Mayur Shah, Managing Director, Marathon Group
Availability of good quality fly ash is not an issue. And the methods for testing it are well established as well. Construction leaders have now realised the merits of blending fly ash, and some, like the Marathon Group, are using fly ash in all their projects. The challenge however, is to blend it perfectly, says Mayur Shah, in an interaction with ICR. Excerpts from the interview.
How often, and how much of fly ash do you blend in cement?
We have used fly ash blended concrete in all our projects. We have been replacing cement with 28 per cent of fly ash in our blends. We produce high performance concrete using fly ash, GGBS, etc. Apart from blended concrete, we are using fly ash bricks too for construction. These bricks have better density and strength as compared to the conventional ones.
What encourages you to use fly ash in such significant quantities?

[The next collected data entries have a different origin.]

//! Route definitions.

pub mod confirmation;
pub mod health;
pub mod signup;

use axum::Router;

use crate::state::AppState;

/// Build the `/api/v1` route tree.
///
/// ```text
/// /signup/email                    POST  submit email, open session
/// /signup/{session_id}/discount    POST  record discount decision
/// ```
pub fn api_routes() -> Router<AppState> {
    Router::new().merge(signup::router())
}

/// Build the `/functions/v1` route tree (mirrors the original edge
/// function deployment path).
///
/// ```text
/// /send-confirmation-email         POST  render + relay confirmation
/// ```
pub fn function_routes() -> Router<AppState> {
    Router::new().merge(confirmation::router())
}
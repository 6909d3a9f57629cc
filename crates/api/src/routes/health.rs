use axum::extract::State;
use axum::{routing::get, Json, Router};
use serde::Serialize;

use crate::state::AppState;

/// Health check response payload.
#[derive(Serialize)]
pub struct HealthResponse {
    /// Overall service status.
    pub status: &'static str,
    /// Crate version from Cargo.toml.
    pub version: &'static str,
    /// Whether the database is reachable.
    pub db_healthy: bool,
}

/// GET /health -- returns service and database health.
async fn health_check(State(state): State<AppState>) -> Json<HealthResponse> {
    let db_healthy = turnio_db::health_check(&state.pool).await.is_ok();

    let status = if db_healthy { "ok" } else { "degraded" };

    Json(HealthResponse {
        status,
        version: env!("CARGO_PKG_VERSION"),
        db_healthy,
    })
}

/// Mount health check routes (intended for root-level, NOT under `/api/v1`).
pub fn router() -> Router<AppState> {
    Router::new().route("/health", get(health_check))
}
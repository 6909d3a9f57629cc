//! Promo code generation.
//!
//! Early-access leads who opt into the launch discount get a
//! human-shareable code of the form `TURNIO10-LLLLDDDD` (4 uppercase
//! letters, 4 digits). Codes are random and not checked for collisions
//! against previously issued codes; the discount campaign treats the
//! code as an incentive, not a credential.

use rand::Rng;

/// Fixed campaign prefix for every generated code.
pub const PROMO_PREFIX: &str = "TURNIO10-";

const LETTERS: &[u8] = b"ABCDEFGHIJKLMNOPQRSTUVWXYZ";
const DIGITS: &[u8] = b"0123456789";

/// Generate a promo code matching `TURNIO10-[A-Z]{4}[0-9]{4}`.
///
/// Each character is an independent uniform draw. Uses the thread-local
/// RNG; no state is shared between calls.
pub fn generate() -> String {
    let mut rng = rand::rng();
    let mut code = String::with_capacity(PROMO_PREFIX.len() + 8);
    code.push_str(PROMO_PREFIX);

    for _ in 0..4 {
        code.push(LETTERS[rng.random_range(0..LETTERS.len())] as char);
    }
    for _ in 0..4 {
        code.push(DIGITS[rng.random_range(0..DIGITS.len())] as char);
    }

    code
}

We at Marathon believe that our buildings should last for 75 years without any deterioration despite adverse weathering conditions. We also aim to reduce the cost of building repairs. In order to gain maximum benefits, we use high quality materials for in the construction process. Fly ash is one such material used by us.
How does fly ash contribute to concrete strength?
Fly ash is rich in silica. After primary cement hydration reaction, free lime available in concrete reacts with silica of fly ash and forms calcium silicate hydrate gel, which further adds to the strength of concrete as well as reduces porosity. This is called secondary reaction and it continues for at least a year. It increases durability of the structure over time. As (part of) cement content in the mix is substituted by fly ash, the heat of hydration gets reduced, which in turn eliminates the cracks in concrete.
Can you name some of your noteworthy projects where fly ash was used in significant quantity?
We have successfully completed many projects in which fly ash has been used:
How do you ensure quality of your fly ash-cement blend?
Manual blending of fly ash is prone to errors. It is not possible to get desired quality of concrete consistently unless there is strict supervision on the site. So we use computerised batching plants at our sites to ensure proper blending of fly ash with concrete. There is no need for human intervention in the production of concrete. This eliminates any possible blending errors and helps us make good quality concrete consistently.
How do you assess the quality of fly ash?
Fly ash is broadly classified as Grade I or Grade II. As per IS 3812-2003, when silicon dioxide (SiO2), aluminium oxide (Al2O3) and Iron (Fe2O3) quantiles are more than 70 per cent it is classified as Grade I. We have been using the Grade I fly ash, which has at the most 5 per cent loss on ignition. Also, retention on 45 micron must be less than 34 per cent (by wet sieving method) as per IS: 3812 (Pt-I)-2013. We have also been using fly ash having 20 per cent retention on 45 micron sieve. We conduct sieve analysis test on site to ensure that the material retention on 45 micron sieve is in desired range.
What about the availability of good quality fly ash in the country?
Fly ash is generated as a by-product while burning coal at power plants. We are sourcing it from Dahanu and Nashik power plants. This raw fly ash is graded on the basis of its silica, alumina and iron content. We are not facing any issues in sourcing good quality fly ash.